菊亜と俺はそんな状況のなかで出会った。きっかけは覚えてないが、たぶん実習のグループで一緒になったとかそんな些細なことだったと思う。俺はハイスペックで、優しくて、そして人畜無害な菊亜を見て、なんだか座りの悪いものを覚えた。ある種の申し訳なさみたいなものを感じたような気がする。いや、なんというか放っておけなかったのだ。その理由はよくわからないが、俺は菊亜と出会うとすぐにマスターのところに連れていった。迷ったときはマスターのところだ。マスターは具体的な解決策を教えてくれるわけではないが、少なくともその人の立場とか権威だとかで人を判断しない人だ。たとえそれが自分の従軍した戦争と関わりのある企業の御曹司だとしてもだ。

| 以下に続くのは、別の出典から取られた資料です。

//! Matching core snapshots for persistence and hand-off

use super::core::MatchingCore;
use super::error::MatchingCoreError;
use crate::model::{LiquiditySide, Order, OrderId, OrderSide, OrderType, Price};
use serde::{Deserialize, Serialize};
use sha2::{Digest, Sha256};
use std::sync::Arc;
use tracing::trace;

/// Snapshot format version for forward compatibility checks.
pub const MATCHING_CORE_SNAPSHOT_FORMAT_VERSION: u32 = 1;

/// A plain-data image of one working order.
#[derive(Debug, Clone, Serialize, Deserialize)]
pub struct OrderSnapshot {
    /// The client order id
    pub client_order_id: OrderId,
    /// The order side
    pub side: OrderSide,
    /// The order type
    pub order_type: OrderType,
    /// The order quantity
    pub quantity: u64,
    /// The raw limit price, for limit-bearing types
    pub price: Option<i64>,
    /// The raw trigger price, for conditional types
    pub trigger_price: Option<i64>,
    /// Whether the order had activated at capture time
    pub is_triggered: bool,
    /// The raw price at which the order activated, if any
    pub triggered_price: Option<i64>,
    /// The liquidity side assigned by the core, if determined
    pub liquidity_side: Option<LiquiditySide>,
    /// Whether the order was terminal at capture time
    pub is_closed: bool,
}

impl OrderSnapshot {
    /// Captures the current state of a working order.
    #[must_use]
    pub fn from_order(order: &Order) -> Self {
        Self {
            client_order_id: order.client_order_id(),
            side: order.side(),
            order_type: order.order_type(),
            quantity: order.quantity(),
            price: order.price().map(|p| p.raw()),
            trigger_price: order.trigger_price().map(|p| p.raw()),
            is_triggered: order.is_triggered(),
            triggered_price: order.triggered_price().map(|p| p.raw()),
            liquidity_side: order.liquidity_side(),
            is_closed: order.is_closed(),
        }
    }

    /// Rebuilds a working order from this image at the given precision.
    ///
    /// # Errors
    /// Returns [`MatchingCoreError::DeserializationError`] when a price
    /// field required by the order type is missing, and
    /// [`MatchingCoreError::InvalidOrderType`] for market orders, which
    /// never rest in a core.
    pub fn to_order(&self, precision: u8) -> Result<Arc<Order>, MatchingCoreError> {
        let id = self.client_order_id;
        let price = self.price.map(|raw| Price::new(raw, precision));
        let trigger = self.trigger_price.map(|raw| Price::new(raw, precision));

        let limit = |price: Option<Price>| {
            price.ok_or_else(|| MatchingCoreError::DeserializationError {
                message: format!("order {id} is missing its limit price"),
            })
        };
        let stop = |trigger: Option<Price>| {
            trigger.ok_or_else(|| MatchingCoreError::DeserializationError {
                message: format!("order {id} is missing its trigger price"),
            })
        };

        let order = match self.order_type {
            OrderType::Limit => Order::limit(id, self.side, self.quantity, limit(price)?),
            OrderType::MarketToLimit => {
                Order::market_to_limit(id, self.side, self.quantity, limit(price)?)
            }
            OrderType::StopMarket => {
                Order::stop_market(id, self.side, self.quantity, stop(trigger)?)
            }
            OrderType::StopLimit => {
                Order::stop_limit(id, self.side, self.quantity, limit(price)?, stop(trigger)?)
            }
            OrderType::MarketIfTouched => {
                Order::market_if_touched(id, self.side, self.quantity, stop(trigger)?)
            }
            OrderType::LimitIfTouched => Order::limit_if_touched(
                id,
                self.side,
                self.quantity,
                limit(price)?,
                stop(trigger)?,
            ),
            OrderType::TrailingStopMarket => {
                Order::trailing_stop_market(id, self.side, self.quantity, stop(trigger)?)
            }
            OrderType::TrailingStopLimit => Order::trailing_stop_limit(
                id,
                self.side,
                self.quantity,
                limit(price)?,
                stop(trigger)?,
            ),
            OrderType::Market => {
                return Err(MatchingCoreError::InvalidOrderType {
                    order_type: OrderType::Market,
                });
            }
        };

        order.set_triggered(self.is_triggered);
        if let Some(raw) = self.triggered_price {
            order.set_triggered_price(Price::new(raw, precision));
        }
        if let Some(liquidity_side) = self.liquidity_side {
            order.set_liquidity_side(liquidity_side);
        }
        if self.is_closed {
            order.close();
        }

        Ok(Arc::new(order))
    }
}

/// A snapshot of the matching core state at a specific point in time
#[derive(Debug, Clone, Serialize, Deserialize)]
pub struct MatchingCoreSnapshot {
    /// The symbol of the instrument this core matches
    pub symbol: String,

    /// The instrument's price precision
    pub price_precision: u8,

    /// Timestamp when the snapshot was created (nanoseconds since epoch)
    pub timestamp: u64,

    /// The raw best bid, if the market had published one
    pub bid: Option<i64>,

    /// The raw best ask, if the market had published one
    pub ask: Option<i64>,

    /// The raw last traded price, if the market had published one
    pub last: Option<i64>,

    /// Images of the working orders: the bid list followed by the ask list
    pub orders: Vec<OrderSnapshot>,
}

impl MatchingCoreSnapshot {
    /// Serializes the snapshot to JSON.
    ///
    /// # Errors
    /// Returns [`MatchingCoreError::SerializationError`] on encoder failure.
    pub fn to_json(&self) -> Result<String, MatchingCoreError> {
        serde_json::to_string(self).map_err(|error| MatchingCoreError::SerializationError {
            message: error.to_string(),
        })
    }

    /// Deserializes a snapshot from JSON.
    ///
    /// # Errors
    /// Returns [`MatchingCoreError::DeserializationError`] on malformed
    /// input.
    pub fn from_json(json: &str) -> Result<Self, MatchingCoreError> {
        serde_json::from_str(json).map_err(|error| MatchingCoreError::DeserializationError {
            message: error.to_string(),
        })
    }

    /// Computes the SHA-256 checksum of the snapshot's canonical JSON
    /// encoding, as a lowercase hex string.
    ///
    /// # Errors
    /// Returns [`MatchingCoreError::SerializationError`] on encoder failure.
    pub fn checksum(&self) -> Result<String, MatchingCoreError> {
        let payload =
            serde_json::to_vec(self).map_err(|error| MatchingCoreError::SerializationError {
                message: error.to_string(),
            })?;

        let mut hasher = Sha256::new();
        hasher.update(payload);

        let checksum_bytes = hasher.finalize();
        Ok(checksum_bytes.iter().map(|byte| format!("{byte:02x}")).collect::<String>())
    }
}

/// A snapshot wrapped with its format version and integrity checksum.
#[derive(Debug, Clone, Serialize, Deserialize)]
pub struct MatchingCoreSnapshotPackage {
    /// The snapshot format version
    pub version: u32,

    /// SHA-256 checksum of the snapshot's JSON encoding
    pub checksum: String,

    /// The wrapped snapshot
    pub snapshot: MatchingCoreSnapshot,
}

impl MatchingCoreSnapshotPackage {
    /// Wraps a snapshot, computing its checksum.
    ///
    /// # Errors
    /// Returns [`MatchingCoreError::SerializationError`] on encoder failure.
    pub fn wrap(snapshot: MatchingCoreSnapshot) -> Result<Self, MatchingCoreError> {
        let checksum = snapshot.checksum()?;
        Ok(Self {
            version: MATCHING_CORE_SNAPSHOT_FORMAT_VERSION,
            checksum,
            snapshot,
        })
    }

    /// Validates the checksum and version.
    ///
    /// # Errors
    /// Returns [`MatchingCoreError::DeserializationError`] for an
    /// unsupported version and [`MatchingCoreError::ChecksumMismatch`] when
    /// the payload does not hash to the recorded checksum.
    pub fn validate(&self) -> Result<(), MatchingCoreError> {
        if self.version != MATCHING_CORE_SNAPSHOT_FORMAT_VERSION {
            return Err(MatchingCoreError::DeserializationError {
                message: format!(
                    "Unsupported snapshot version: {} (expected {})",
                    self.version, MATCHING_CORE_SNAPSHOT_FORMAT_VERSION
                ),
            });
        }

        let computed = self.snapshot.checksum()?;
        if computed != self.checksum {
            return Err(MatchingCoreError::ChecksumMismatch {
                expected: self.checksum.clone(),
                actual: computed,
            });
        }

        Ok(())
    }

    /// Consumes the package and returns the validated snapshot.
    ///
    /// # Errors
    /// See [`Self::validate`].
    pub fn into_snapshot(self) -> Result<MatchingCoreSnapshot, MatchingCoreError> {
        self.validate()?;
        Ok(self.snapshot)
    }
}

impl MatchingCore {
    /// Captures the core's price state and working set.
    ///
    /// `timestamp` is recorded verbatim; the core does not consult a clock.
    #[must_use]
    pub fn snapshot(&self, timestamp: u64) -> MatchingCoreSnapshot {
        let orders = self
            .get_orders()
            .iter()
            .map(|order| OrderSnapshot::from_order(order))
            .collect();

        trace!(
            "Capturing matching core snapshot for {}",
            self.instrument.symbol()
        );
        MatchingCoreSnapshot {
            symbol: self.instrument.symbol().to_string(),
            price_precision: self.price_precision(),
            timestamp,
            bid: self.bid_raw(),
            ask: self.ask_raw(),
            last: self.last_raw(),
            orders,
        }
    }

    /// Resets the core and rebuilds it from a snapshot. The event sinks are
    /// left as wired.
    ///
    /// # Errors
    /// Returns [`MatchingCoreError::DeserializationError`] when the
    /// snapshot's precision does not match this core's instrument — the
    /// core is left untouched — or when an order image is incomplete, in
    /// which case the core has been reset and holds the orders restored
    /// before the failure.
    pub fn restore(&self, snapshot: &MatchingCoreSnapshot) -> Result<(), MatchingCoreError> {
        if snapshot.price_precision != self.price_precision() {
            return Err(MatchingCoreError::DeserializationError {
                message: format!(
                    "snapshot precision {} does not match instrument precision {}",
                    snapshot.price_precision,
                    self.price_precision()
                ),
            });
        }

        self.reset();
        if let Some(raw) = snapshot.bid {
            self.set_bid_raw(raw);
        }
        if let Some(raw) = snapshot.ask {
            self.set_ask_raw(raw);
        }
        if let Some(raw) = snapshot.last {
            self.set_last_raw(raw);
        }

        for image in &snapshot.orders {
            let order = image.to_order(self.price_precision())?;
            self.add_order(order)?;
        }

        trace!(
            "Restored matching core for {} with {} orders",
            self.instrument.symbol(),
            snapshot.orders.len()
        );
        Ok(())
    }
}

俺は菊亜とマスターが話すときには席を外すようにした。もちろん、俺が聞いてやればよかったのかもしれない。だが、菊亜にはそれができないようだった。誰が言いだしたのか知らないが「重荷があるなら二人で持てばいい」なんてヒューマニスティックな言葉は、ときには自分の重荷を他人に背負わせることそれ自体が重荷になる人だっているのだ。そして菊亜はそういう人間だ。菊亜が俺に話してくれないこと、俺はそのことに腹を立てたりはしない。いつか話してくれるのを俺は待つ。だから俺は少なくともそれまでは菊亜の傍にいようと思っていた。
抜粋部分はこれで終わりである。